* **Your assignment**: Take the entries that follow and return exactly the lines from the one holding "pub fn url(&self)" through the one holding "tokio::time::sleep(delay).await;", both included. Nothing else is needed.

* **Information**:
..........
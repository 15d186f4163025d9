/*!
Scripted status endpoint for development without the rental backend

Serves `GET /api/get_computers_status` on an ephemeral local port from a
queue of canned responses. Once the queue is empty, the last response keeps
being served (a steady hall).
*/

use crate::snapshot_helpers::SnapshotBuilder;
use anyhow::Result;
use axum::extract::State;
use axum::http::{header, StatusCode};
use axum::response::{IntoResponse, Response};
use axum::{routing::get, Json, Router};
use parking_lot::Mutex;
use serde_json::Value;
use std::collections::VecDeque;
use std::net::SocketAddr;
use std::sync::Arc;
use std::time::Duration;
use tokio::net::TcpListener;
use tokio::task::JoinHandle;

pub const STATUS_PATH: &str = "/api/get_computers_status";

#[derive(Debug, Clone)]
pub enum StubResponse {
    /// 200 with a JSON body
    Snapshot(Value),
    /// Bare HTTP error status
    Error(u16),
    /// 200 with an arbitrary body (malformed payloads)
    Raw(String),
    /// Answer after a delay, to overlap polls
    Delayed(Duration, Box<StubResponse>),
}

#[derive(Default)]
struct Script {
    queue: VecDeque<StubResponse>,
    last: Option<StubResponse>,
    requests: usize,
}

impl Script {
    fn next(&mut self) -> Option<StubResponse> {
        self.requests += 1;
        if let Some(response) = self.queue.pop_front() {
            self.last = Some(response);
        }
        self.last.clone()
    }
}

/// Stub server; stopped when dropped
pub struct StatusStub {
    addr: SocketAddr,
    script: Arc<Mutex<Script>>,
    server: JoinHandle<()>,
}

impl StatusStub {
    pub async fn start() -> Result<Self> {
        let script = Arc::new(Mutex::new(Script::default()));
        let app = Router::new()
            .route(STATUS_PATH, get(serve_status))
            .with_state(script.clone());

        let listener = TcpListener::bind("127.0.0.1:0").await?;
        let addr = listener.local_addr()?;
        let server = tokio::spawn(async move {
            if let Err(e) = axum::serve(listener, app).await {
                log::error!("status stub stopped: {}", e);
            }
        });

        log::info!("🧪 [STUB] status endpoint on http://{}{}", addr, STATUS_PATH);
        Ok(Self { addr, script, server })
    }

    pub fn url(&self) -> String {
        format!("http://{}{}", self.addr, STATUS_PATH)
    }

    pub fn push(&self, response: StubResponse) -> &Self {
        self.script.lock().queue.push_back(response);
        self
    }

    pub fn push_snapshot(&self, snapshot: &SnapshotBuilder) -> &Self {
        self.push(StubResponse::Snapshot(snapshot.to_json()))
    }

    pub fn push_error(&self, status: u16) -> &Self {
        self.push(StubResponse::Error(status))
    }

    pub fn push_raw(&self, body: &str) -> &Self {
        self.push(StubResponse::Raw(body.to_string()))
    }

    pub fn push_delayed(&self, delay: Duration, response: StubResponse) -> &Self {
        self.push(StubResponse::Delayed(delay, Box::new(response)))
    }

    /// Requests served so far
    pub fn request_count(&self) -> usize {
        self.script.lock().requests
    }

    /// Scripted responses not served yet
    pub fn pending(&self) -> usize {
        self.script.lock().queue.len()
    }
}

impl Drop for StatusStub {
    fn drop(&mut self) {
        self.server.abort();
    }
}

async fn serve_status(State(script): State<Arc<Mutex<Script>>>) -> Response {
    let next = script.lock().next();
    let Some(mut response) = next else {
        return (StatusCode::SERVICE_UNAVAILABLE, "no scripted response").into_response();
    };

    loop {
        match response {
            StubResponse::Delayed(delay, inner) => {
                tokio::time::sleep(delay).await;
                response = *inner;
            }
            StubResponse::Snapshot(body) => return Json(body).into_response(),
            StubResponse::Error(code) => {
                return StatusCode::from_u16(code)
                    .unwrap_or(StatusCode::INTERNAL_SERVER_ERROR)
                    .into_response()
            }
            StubResponse::Raw(body) => {
                return ([(header::CONTENT_TYPE, "application/json")], body).into_response()
            }
        }
    }
}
..........
* **Expected answer**:
    pub fn url(&self) -> String {
        format!("http://{}{}", self.addr, STATUS_PATH)
    }

    pub fn push(&self, response: StubResponse) -> &Self {
        self.script.lock().queue.push_back(response);
        self
    }

    pub fn push_snapshot(&self, snapshot: &SnapshotBuilder) -> &Self {
        self.push(StubResponse::Snapshot(snapshot.to_json()))
    }

    pub fn push_error(&self, status: u16) -> &Self {
        self.push(StubResponse::Error(status))
    }

    pub fn push_raw(&self, body: &str) -> &Self {
        self.push(StubResponse::Raw(body.to_string()))
    }

    pub fn push_delayed(&self, delay: Duration, response: StubResponse) -> &Self {
        self.push(StubResponse::Delayed(delay, Box::new(response)))
    }

    /// Requests served so far
    pub fn request_count(&self) -> usize {
        self.script.lock().requests
    }

    /// Scripted responses not served yet
    pub fn pending(&self) -> usize {
        self.script.lock().queue.len()
    }
}

impl Drop for StatusStub {
    fn drop(&mut self) {
        self.server.abort();
    }
}

async fn serve_status(State(script): State<Arc<Mutex<Script>>>) -> Response {
    let next = script.lock().next();
    let Some(mut response) = next else {
        return (StatusCode::SERVICE_UNAVAILABLE, "no scripted response").into_response();
    };

    loop {
        match response {
            StubResponse::Delayed(delay, inner) => {
                tokio::time::sleep(delay).await;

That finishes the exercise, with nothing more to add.